Es muy probable que David viese las maquetas del monumento a Clemente XIV en un
estado muy avanzado de realización mientras él trabajaba en el ​Juramento de los
Horacios​. Pero la similitud entre la Humildad sedente de Canova y las hermanas de los
Horacios de David seguramente es fortuita. Creo que las afinidades más significativas
no derivan tanto de una dependencia directa entre ambas obras como de la identidad
de los propósitos. Y no se trata solamente de que ambos compartan el disgusto ante el
ornamento innecesario y el deseo de simplicidad, claridad y gravedad, sino también
que estas cualidades se consiguen empleando los mismos medios.
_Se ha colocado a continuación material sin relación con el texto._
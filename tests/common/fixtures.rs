//! Inventory and RESP text shared by the integration tests.
//!
//! The BHZ and BHN channels carry the response of the `CMG3T` sensor file
//! followed by the 40 sps datalogger file. LHZ has a different sensor and
//! VM1 is a state-of-health channel without a response.

pub const BHZ: &str = "XX.NS001..BHZ_";
pub const BHN: &str = "XX.NS001..BHN_";
pub const LHZ: &str = "XX.NS001..LHZ_";
pub const VM1: &str = "XX.NS001..VM1_";

pub const SENSOR_RESP: &str = "\
#
###################################################################################
#
B050F03     Station:     NS001
B050F16     Network:     XX
B052F03     Location:
B052F04     Channel:     BHZ
#
#                  +-----------------------------------+
#                  |    Response (Poles & Zeros)       |
#                  +-----------------------------------+
#
B053F03     Transfer function type:                A [Laplace Transform (Rad/sec)]
B053F04     Stage sequence number:                 1
B053F05     Response in units lookup:              M/S - Velocity in Meters per Second
B053F06     Response out units lookup:             V - Volts
B053F07     A0 normalization factor:               2.400000E+03
B053F08     Normalization frequency:               1.000000E+00
B053F09     Number of zeroes:                      2
B053F14     Number of poles:                       3
#              Complex zeroes:
#              i  real          imag          real_error    imag_error
B053F10-13     0  0.000000E+00  0.000000E+00  0.000000E+00  0.000000E+00
B053F10-13     1  0.000000E+00  0.000000E+00  0.000000E+00  0.000000E+00
#              Complex poles:
#              i  real          imag          real_error    imag_error
B053F15-18     0 -3.700400E-02  3.701600E-02  0.000000E+00  0.000000E+00
B053F15-18     1 -3.700400E-02 -3.701600E-02  0.000000E+00  0.000000E+00
B053F15-18     2 -2.513300E+02  0.000000E+00  0.000000E+00  0.000000E+00
#
#                  +-----------------------------------+
#                  |      Channel Sensitivity/Gain     |
#                  +-----------------------------------+
#
B058F03     Stage sequence number:                 1
B058F04     Sensitivity:                           4.000000E+02
B058F05     Frequency of sensitivity:              1.000000E+00 HZ
B058F06     Number of calibrations:                0
";

pub const OTHER_SENSOR_RESP: &str = "\
B050F03     Station:     NS007
B050F16     Network:     XX
B052F03     Location:
B052F04     Channel:     BHZ
#                  +-----------------------------------+
B053F03     Transfer function type:                A [Laplace Transform (Rad/sec)]
B053F04     Stage sequence number:                 1
B053F07     A0 normalization factor:               6.000770E+07
B053F08     Normalization frequency:               1.000000E+00
B053F09     Number of zeroes:                      2
B053F14     Number of poles:                       2
B053F10-13     0  0.000000E+00  0.000000E+00  0.000000E+00  0.000000E+00
B053F10-13     1  0.000000E+00  0.000000E+00  0.000000E+00  0.000000E+00
B053F15-18     0 -3.701000E-02  3.701000E-02  0.000000E+00  0.000000E+00
B053F15-18     1 -3.701000E-02 -3.701000E-02  0.000000E+00  0.000000E+00
#                  +-----------------------------------+
B058F03     Stage sequence number:                 1
B058F04     Sensitivity:                           1.500000E+03
B058F05     Frequency of sensitivity:              1.000000E+00 HZ
";

/// Starts like a RESP file but has a line no reader accepts
pub const BROKEN_RESP: &str = "\
B050F03     Station:     NS099
B053F04     Stage sequence number:                 1
BROKEN LINE
";

/// Datalogger file: unity preamplifier at stage 2, the converter at
/// stage 3 and one FIR stage, all running at `rate`
pub fn logger_resp(rate: f64) -> String {
    format!(
        "\
B050F03     Station:     NR001
B050F16     Network:     XX
B052F03     Location:
B052F04     Channel:     HHZ
#                  +-----------------------------------+
#                  |      Channel Sensitivity/Gain     |
#                  +-----------------------------------+
B058F03     Stage sequence number:                 2
B058F04     Sensitivity:                           1.000000E+00
B058F05     Frequency of sensitivity:              1.000000E+00 HZ
#                  +-----------------------------------+
#                  |       Response (Coefficients)     |
#                  +-----------------------------------+
B054F03     Transfer function type:                D
B054F04     Stage sequence number:                 3
B054F05     Response in units lookup:              V - Volts
B054F06     Response out units lookup:             COUNTS - Digital Counts
B054F07     Number of numerators:                  0
B054F10     Number of denominators:                0
#                  +-----------------------------------+
#                  |             Decimation            |
#                  +-----------------------------------+
B057F03     Stage sequence number:                 3
B057F04     Input sample rate:                     {rate:E}
B057F05     Decimation factor:                     1
B057F06     Decimation offset:                     0
B057F07     Estimated delay (seconds):             0.000000E+00
B057F08     Correction applied (seconds):          0.000000E+00
#                  +-----------------------------------+
B058F03     Stage sequence number:                 3
B058F04     Sensitivity:                           4.194300E+05
B058F05     Frequency of sensitivity:              1.000000E+00 HZ
#                  +-----------------------------------+
B054F03     Transfer function type:                D
B054F04     Stage sequence number:                 4
B054F05     Response in units lookup:              COUNTS - Digital Counts
B054F06     Response out units lookup:             COUNTS - Digital Counts
B054F07     Number of numerators:                  2
B054F10     Number of denominators:                0
#              Numerator coefficients:
#              i  coefficient   error
B054F08-09     0  5.000000E-01  0.000000E+00
B054F08-09     1  5.000000E-01  0.000000E+00
#                  +-----------------------------------+
B057F03     Stage sequence number:                 4
B057F04     Input sample rate:                     {rate:E}
B057F05     Decimation factor:                     1
B057F06     Decimation offset:                     0
B057F07     Estimated delay (seconds):             0.000000E+00
B057F08     Correction applied (seconds):          0.000000E+00
#                  +-----------------------------------+
B058F03     Stage sequence number:                 4
B058F04     Sensitivity:                           1.000000E+00
B058F05     Frequency of sensitivity:              1.000000E+00 HZ
#                  +-----------------------------------+
B058F03     Stage sequence number:                 0
B058F04     Sensitivity:                           4.194300E+05
B058F05     Frequency of sensitivity:              1.000000E+00 HZ
",
        rate = rate
    )
}

fn units(element: &str, name: &str) -> String {
    format!("<{0}><Name>{1}</Name></{0}>", element, name)
}

fn pole_zero(element: &str, number: usize, real: f64, imaginary: f64) -> String {
    format!(
        r#"<{0} number="{1}"><Real>{2}</Real><Imaginary>{3}</Imaginary></{0}>"#,
        element, number, real, imaginary
    )
}

fn gain(value: f64) -> String {
    format!(
        "<StageGain><Value>{}</Value><Frequency>1.0</Frequency></StageGain>",
        value
    )
}

fn decimation(rate: f64) -> String {
    format!(
        "<Decimation><InputSampleRate>{}</InputSampleRate><Factor>1</Factor>\
         <Offset>0</Offset><Delay>0.0</Delay><Correction>0.0</Correction></Decimation>",
        rate
    )
}

fn sensor_stage(factor: f64, stage_gain: f64) -> String {
    let zeros: String = (0..2).map(|i| pole_zero("Zero", i, 0.0, 0.0)).collect();
    let poles = [
        pole_zero("Pole", 0, -0.037004, 0.037016),
        pole_zero("Pole", 1, -0.037004, -0.037016),
        pole_zero("Pole", 2, -251.33, 0.0),
    ]
    .concat();
    format!(
        r#"<Stage number="1">
          <PolesZeros>
            {}{}
            <PzTransferFunctionType>LAPLACE (RADIANS/SECOND)</PzTransferFunctionType>
            <NormalizationFactor>{}</NormalizationFactor>
            <NormalizationFrequency>1.0</NormalizationFrequency>
            {}{}
          </PolesZeros>
          {}
        </Stage>"#,
        units("InputUnits", "M/S"),
        units("OutputUnits", "V"),
        factor,
        zeros,
        poles,
        gain(stage_gain)
    )
}

fn logger_stages(rate: f64) -> String {
    format!(
        r#"<Stage number="2">{}</Stage>
        <Stage number="3">
          <Coefficients>{}{}<CfTransferFunctionType>DIGITAL</CfTransferFunctionType></Coefficients>
          {}{}
        </Stage>
        <Stage number="4">
          <Coefficients>{}{}<CfTransferFunctionType>DIGITAL</CfTransferFunctionType>
            <Numerator>0.5</Numerator><Numerator>0.5</Numerator>
          </Coefficients>
          {}{}
        </Stage>"#,
        gain(1.0),
        units("InputUnits", "V"),
        units("OutputUnits", "COUNTS"),
        decimation(rate),
        gain(419430.0),
        units("InputUnits", "COUNTS"),
        units("OutputUnits", "COUNTS"),
        decimation(rate),
        gain(1.0),
    )
}

fn channel(code: &str, rate: f64, response: Option<String>) -> String {
    format!(
        r#"<Channel code="{}" locationCode="">
        <Latitude>34.148</Latitude>
        <Longitude>-118.171</Longitude>
        <Elevation>295.0</Elevation>
        <Depth>0.0</Depth>
        <SampleRate>{}</SampleRate>
        {}
      </Channel>"#,
        code,
        rate,
        response.unwrap_or_default()
    )
}

fn response(stages: String) -> String {
    format!(
        r#"<Response>
          <InstrumentSensitivity>
            <Value>167772000.0</Value>
            <Frequency>1.0</Frequency>
            {}{}
          </InstrumentSensitivity>
          {}
        </Response>"#,
        units("InputUnits", "M/S"),
        units("OutputUnits", "COUNTS"),
        stages
    )
}

/// Extended StationXML inventory with four channels
pub fn ext_document() -> String {
    let broadband = || response(sensor_stage(2400.0, 400.0) + &logger_stages(40.0));
    let long_period = response(sensor_stage(1200.0, 750.0) + &logger_stages(1.0));
    format!(
        r#"<?xml version="1.0" encoding="UTF-8"?>
<FDSNStationXML xmlns="http://www.fdsn.org/xml/station/1"
    xmlns:xsi="http://www.w3.org/2001/XMLSchema-instance"
    xmlns:sis="http://anss-sis.scsn.org/xml/ext-stationxml/3.0"
    xsi:schemaLocation="http://anss-sis.scsn.org/xml/ext-stationxml/3.0 https://anss-sis.scsn.org/xml/ext-stationxml/3.0/sis_extension.xsd"
    schemaVersion="3.0">
  <Source>test</Source>
  <Created>2020-01-01T00:00:00Z</Created>
  <Network code="XX">
    <Station code="NS001">
      <Latitude>34.148</Latitude>
      <Longitude>-118.171</Longitude>
      <Elevation>295.0</Elevation>
      <Site><Name>Test site</Name></Site>
      {}
      {}
      {}
      {}
    </Station>
  </Network>
</FDSNStationXML>
"#,
        channel("BHZ", 40.0, Some(broadband())),
        channel("BHN", 40.0, Some(broadband())),
        channel("LHZ", 1.0, Some(long_period)),
        channel("VM1", 0.1, None),
    )
}

/// The inventory of [`ext_document`] as plain FDSNStationXML 1.1
pub fn fdsn_document() -> String {
    let ext = ext_document();
    let body = ext
        .find("<Source>")
        .map(|start| &ext[start..])
        .expect("fixture has a Source element");
    format!(
        r#"<?xml version="1.0" encoding="UTF-8"?>
<FDSNStationXML xmlns="http://www.fdsn.org/xml/station/1" schemaVersion="1.1">
  {}"#,
        body
    )
}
En ambas obras se
realza la horizontalidad, se colocan las figuras de perfil o totalmente de frente y la
composición fuertemente integrada que surgió en el Alto Renacimiento y se desarrolló
en el Barroco se rechaza a favor de otra en la que los diversos elementos están
deliberadamente separados entre sí y yuxtapuestos. Milizia habla “pocas y grandes
divisiones” en el diseño el monumento.
En el proyecto de Ledoux para la Barriere de la Villette en París, obra afín al ​Juramento
de los Horacios​ por su vocabulario arquitectónico austeramente simplificado y al
monumento a Clemente XIV por el uso de formas geométricamente puras, se pone de
manifiesto un proceso similar de disociación y yuxtaposición de las partes. Nacido en
1736, C. N. Ledoux era casi de la generación anterior a David y Canova. Pero la
fachada masivamente almohadillada de su primera gran obra, el Hotel d'Hallwyl que
aún domina la Rue Michel le Comte en París, es ya de una notable austeridad. Las
afinidades con la sencilla Orangerie de Versalles y la rechoncha arquitectura militar de
Vauban le relacionan con el ​revival L​ uis XIV de mediados de siglo. Significativamente,
Ledoux lo simplificó aún más cuarenta años después cuando preparó los diseños para
su publicación. La Barriere de la VilIette de 1785-1789 resulta mucho más original. Su
función práctica era albergar el pago del odiado tributo de ​octroi ​(consumos), pero
servía también, junto con otras 45 ​barrieres, ​para marcar los límites de París e
impresionar al visitante que se aproximaba a la ciudad. Basado en una planta de cruz
griega sobre la que se alza un cilindro, el edificio fía todo su imponente efecto en el
audaz contraste entre estas dos formas simples, entre macizos y vacíos, entre las
ventanas cuadradas del ático y los arcos semicirculares de abajo. Las columnas y
pilastras toscanas sin basas y con sólo unos capiteles rudimentarios son enfáticas, casi
voluntariosamente severas, tanto que uno tiende a olvidar que ellas, y de hecho la
rotonda misma, no obedecen a función práctica alguna. Ni utilitario ni meramente
ornamental, ni anticlásico ni revivalista, este extraño edificio es un ensayo, muy típico
del Neoclasicismo, de forma arquitectónica pura.